The horizon is always a far, distant feature, never seeming to come closer. And by the time scaled quail come into season, hawks from the north adorn the skies aloft on thermals, heading to more southerly climes. With their characteristic white rump, these harriers waft effortlessly low over the bunch grasses without flapping a wing, always looking down. They turn their heads side to side, never seeming to tire. They ride the ever-present breezes and stiff winds that seem endemic to the place, while they search for an unsuspecting mouse or snake, or maybe even what I am after. And I don’t mind.

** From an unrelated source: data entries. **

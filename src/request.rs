//! Batch request specifiers and URL deduplication.

use std::collections::HashMap;

use crate::checksum::Checksum;

/// One entry of a submitted batch: a URL, optionally with the digest the
/// downloaded content must match.
#[derive(Debug, Clone, PartialEq, Eq)]
pub enum RequestSpec {
    /// Fetch the URL without verification.
    Url(String),
    /// Fetch the URL and verify it against a checksum string
    /// (see [`Checksum::parse`]).
    WithChecksum(String, String),
}

impl RequestSpec {
    /// The URL this entry refers to.
    #[must_use]
    pub fn url(&self) -> &str {
        match self {
            Self::Url(url) | Self::WithChecksum(url, _) => url,
        }
    }
}

impl From<&str> for RequestSpec {
    fn from(url: &str) -> Self {
        Self::Url(url.to_string())
    }
}

impl From<String> for RequestSpec {
    fn from(url: String) -> Self {
        Self::Url(url)
    }
}

impl From<(&str, &str)> for RequestSpec {
    fn from((url, checksum): (&str, &str)) -> Self {
        Self::WithChecksum(url.to_string(), checksum.to_string())
    }
}

impl From<(String, String)> for RequestSpec {
    fn from((url, checksum): (String, String)) -> Self {
        Self::WithChecksum(url, checksum)
    }
}

/// A unique, checksum-aware download request.
#[derive(Debug, Clone, PartialEq, Eq)]
pub struct Request {
    /// URL exactly as submitted; also the key of the result map.
    pub url: String,
    /// Digest to verify the content against, if any.
    pub checksum: Option<Checksum>,
}

/// Outcome of normalizing a batch.
#[derive(Debug, Default)]
pub struct Normalized {
    /// One request per distinct URL, in order of first appearance.
    pub requests: Vec<Request>,
    /// URLs submitted with two different checksums. No request is issued for
    /// these.
    pub conflicts: Vec<String>,
}

impl Normalized {
    /// Number of distinct URLs in the batch, conflicts included.
    #[must_use]
    pub fn len(&self) -> usize {
        self.requests.len() + self.conflicts.len()
    }

    /// Returns true if the batch named no URL at all.
    #[must_use]
    pub fn is_empty(&self) -> bool {
        self.len() == 0
    }
}

enum Slot {
    Pending(Request),
    Conflict(String),
}

/// Deduplicates a batch by URL.
///
/// Repeats of a URL collapse into one request. If only some repeats carry a
/// checksum, the checksum is kept. Two different checksums for the same URL
/// make that URL a conflict.
pub fn normalize<I, S>(specs: I) -> Normalized
where
    I: IntoIterator<Item = S>,
    S: Into<RequestSpec>,
{
    let mut order: Vec<String> = Vec::new();
    let mut slots: HashMap<String, Slot> = HashMap::new();

    for spec in specs {
        let (url, checksum) = match spec.into() {
            RequestSpec::Url(url) => (url, None),
            RequestSpec::WithChecksum(url, value) => (url, Some(Checksum::parse(&value))),
        };

        let Some(slot) = slots.get_mut(&url) else {
            order.push(url.clone());
            slots.insert(url.clone(), Slot::Pending(Request { url, checksum }));
            continue;
        };

        let (Slot::Pending(existing), Some(new)) = (&mut *slot, checksum) else {
            continue;
        };
        let conflicting = existing.checksum.as_ref().is_some_and(|old| *old != new);
        if conflicting {
            log::warn!("Conflicting checksums for {url}, rejecting it (last seen {new})");
            *slot = Slot::Conflict(url);
        } else if existing.checksum.is_none() {
            existing.checksum = Some(new);
        }
    }

    let mut normalized = Normalized::default();
    for url in order {
        match slots.remove(&url) {
            Some(Slot::Pending(request)) => normalized.requests.push(request),
            Some(Slot::Conflict(url)) => normalized.conflicts.push(url),
            None => {}
        }
    }
    normalized
}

I’m walking with a 20-gauge Weatherby over my shoulder in the wide-open shinnery oak flats somewhere between Portales and Milensand. The oaks clip my brush pants at the bottom of my shins. I’m capped by a dome of cloudless sky, dark blue straight up, grading to powdery pale on the horizons. The landscape is immense, but nearly featureless, save for a gentle hill or two and a few distant farmhouses. An ancient windmill, probably not used since I was knee-high to a Labrador pup has the word “Chicago” stenciled on galvanized metal. The blades are partly covered in windborne dirt that came from somewhere west of here. I’m hunting birds, scaled quail and bobwhites, in about the only place in New Mexico where you can potentially bump up a covey of both from the same covers.
An easterner might be taken aback at what bobwhite quail will use for cover in this harsh place. You won’t find raspberry thickets, hedgerows or hawthorns. Weedy draws of the eastern uplands are nonexistent here. The smallest of hummocks and swales, the bunch grasses, mesquite and yucca provide cover the birds need from the wind, harriers, bird dogs and shotgunners like us.
My hunting companions came from points well beyond the area. Bill End, founder of Land’s End, and buddy Joe Wishcamper came from Maine to hunt birds – a stopover on their way to hunt Coues white-tailed deer. End retired and hunts two months out of each year. Like most of us, Wishcamper still labors to put beans on the table. Gene LeBeouf, a bird biologist, and Wayne Wolf are down from Albuquerque.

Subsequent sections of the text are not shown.